▸ **TASK OBJECTIVE**
Output the entries exactly.

##### DATA IN THIS EXERCISE

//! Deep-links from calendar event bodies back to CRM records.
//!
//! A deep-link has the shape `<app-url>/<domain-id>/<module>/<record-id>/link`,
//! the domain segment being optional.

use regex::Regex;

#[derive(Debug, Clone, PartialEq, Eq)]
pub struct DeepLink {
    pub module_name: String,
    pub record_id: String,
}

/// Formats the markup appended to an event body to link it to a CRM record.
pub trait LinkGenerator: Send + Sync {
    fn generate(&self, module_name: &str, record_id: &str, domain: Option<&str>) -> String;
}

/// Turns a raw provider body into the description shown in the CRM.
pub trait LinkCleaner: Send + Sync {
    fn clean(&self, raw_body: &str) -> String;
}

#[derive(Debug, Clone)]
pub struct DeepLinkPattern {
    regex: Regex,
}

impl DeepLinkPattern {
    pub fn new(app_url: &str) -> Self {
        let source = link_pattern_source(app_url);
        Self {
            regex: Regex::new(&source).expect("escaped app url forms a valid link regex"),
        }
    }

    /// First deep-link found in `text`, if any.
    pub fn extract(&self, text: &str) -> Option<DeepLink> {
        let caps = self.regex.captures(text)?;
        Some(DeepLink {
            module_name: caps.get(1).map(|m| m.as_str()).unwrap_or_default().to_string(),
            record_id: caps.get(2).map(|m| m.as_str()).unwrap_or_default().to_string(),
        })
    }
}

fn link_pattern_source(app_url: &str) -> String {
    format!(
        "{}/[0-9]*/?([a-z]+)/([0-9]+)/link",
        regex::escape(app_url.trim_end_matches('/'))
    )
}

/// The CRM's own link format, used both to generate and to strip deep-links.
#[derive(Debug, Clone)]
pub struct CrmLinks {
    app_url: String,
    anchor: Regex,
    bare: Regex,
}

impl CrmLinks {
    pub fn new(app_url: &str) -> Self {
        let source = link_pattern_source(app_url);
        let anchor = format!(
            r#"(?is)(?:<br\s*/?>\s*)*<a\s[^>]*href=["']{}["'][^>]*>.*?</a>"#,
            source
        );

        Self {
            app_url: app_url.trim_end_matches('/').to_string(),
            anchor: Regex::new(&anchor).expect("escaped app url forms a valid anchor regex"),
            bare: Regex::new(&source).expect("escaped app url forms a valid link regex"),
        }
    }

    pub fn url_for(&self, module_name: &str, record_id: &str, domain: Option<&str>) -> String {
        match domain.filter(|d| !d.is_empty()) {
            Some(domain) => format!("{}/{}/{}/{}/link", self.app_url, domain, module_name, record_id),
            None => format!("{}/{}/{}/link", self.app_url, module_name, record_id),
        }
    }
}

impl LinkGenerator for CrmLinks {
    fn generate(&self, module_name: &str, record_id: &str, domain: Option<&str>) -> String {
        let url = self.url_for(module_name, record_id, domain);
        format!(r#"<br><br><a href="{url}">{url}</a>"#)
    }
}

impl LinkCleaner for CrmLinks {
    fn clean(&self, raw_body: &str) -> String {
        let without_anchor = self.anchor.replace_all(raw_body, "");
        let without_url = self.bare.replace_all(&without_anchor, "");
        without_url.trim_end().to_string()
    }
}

##########

▸ **OUTPUT OF THE TASK**
//! Deep-links from calendar event bodies back to CRM records.
//!
//! A deep-link has the shape `<app-url>/<domain-id>/<module>/<record-id>/link`,
//! the domain segment being optional.

use regex::Regex;

#[derive(Debug, Clone, PartialEq, Eq)]
pub struct DeepLink {
    pub module_name: String,
    pub record_id: String,
}

/// Formats the markup appended to an event body to link it to a CRM record.
pub trait LinkGenerator: Send + Sync {
    fn generate(&self, module_name: &str, record_id: &str, domain: Option<&str>) -> String;
}

/// Turns a raw provider body into the description shown in the CRM.
pub trait LinkCleaner: Send + Sync {
    fn clean(&self, raw_body: &str) -> String;
}

#[derive(Debug, Clone)]
pub struct DeepLinkPattern {
    regex: Regex,
}

impl DeepLinkPattern {
    pub fn new(app_url: &str) -> Self {
        let source = link_pattern_source(app_url);
        Self {
            regex: Regex::new(&source).expect("escaped app url forms a valid link regex"),
        }
    }

    /// First deep-link found in `text`, if any.
    pub fn extract(&self, text: &str) -> Option<DeepLink> {
        let caps = self.regex.captures(text)?;
        Some(DeepLink {
            module_name: caps.get(1).map(|m| m.as_str()).unwrap_or_default().to_string(),
            record_id: caps.get(2).map(|m| m.as_str()).unwrap_or_default().to_string(),
        })
    }
}

fn link_pattern_source(app_url: &str) -> String {
    format!(
        "{}/[0-9]*/?([a-z]+)/([0-9]+)/link",
        regex::escape(app_url.trim_end_matches('/'))
    )
}

/// The CRM's own link format, used both to generate and to strip deep-links.
#[derive(Debug, Clone)]
pub struct CrmLinks {
    app_url: String,
    anchor: Regex,
    bare: Regex,
}

impl CrmLinks {
    pub fn new(app_url: &str) -> Self {
        let source = link_pattern_source(app_url);
        let anchor = format!(
            r#"(?is)(?:<br\s*/?>\s*)*<a\s[^>]*href=["']{}["'][^>]*>.*?</a>"#,
            source
        );

        Self {
            app_url: app_url.trim_end_matches('/').to_string(),
            anchor: Regex::new(&anchor).expect("escaped app url forms a valid anchor regex"),
            bare: Regex::new(&source).expect("escaped app url forms a valid link regex"),
        }
    }

    pub fn url_for(&self, module_name: &str, record_id: &str, domain: Option<&str>) -> String {
        match domain.filter(|d| !d.is_empty()) {
            Some(domain) => format!("{}/{}/{}/{}/link", self.app_url, domain, module_name, record_id),
            None => format!("{}/{}/{}/link", self.app_url, module_name, record_id),
        }
    }
}

impl LinkGenerator for CrmLinks {
    fn generate(&self, module_name: &str, record_id: &str, domain: Option<&str>) -> String {
        let url = self.url_for(module_name, record_id, domain);
        format!(r#"<br><br><a href="{url}">{url}</a>"#)
    }
}

impl LinkCleaner for CrmLinks {
    fn clean(&self, raw_body: &str) -> String {
        let without_anchor = self.anchor.replace_all(raw_body, "");
        let without_url = self.bare.replace_all(&without_anchor, "");
        without_url.trim_end().to_string()
    }
}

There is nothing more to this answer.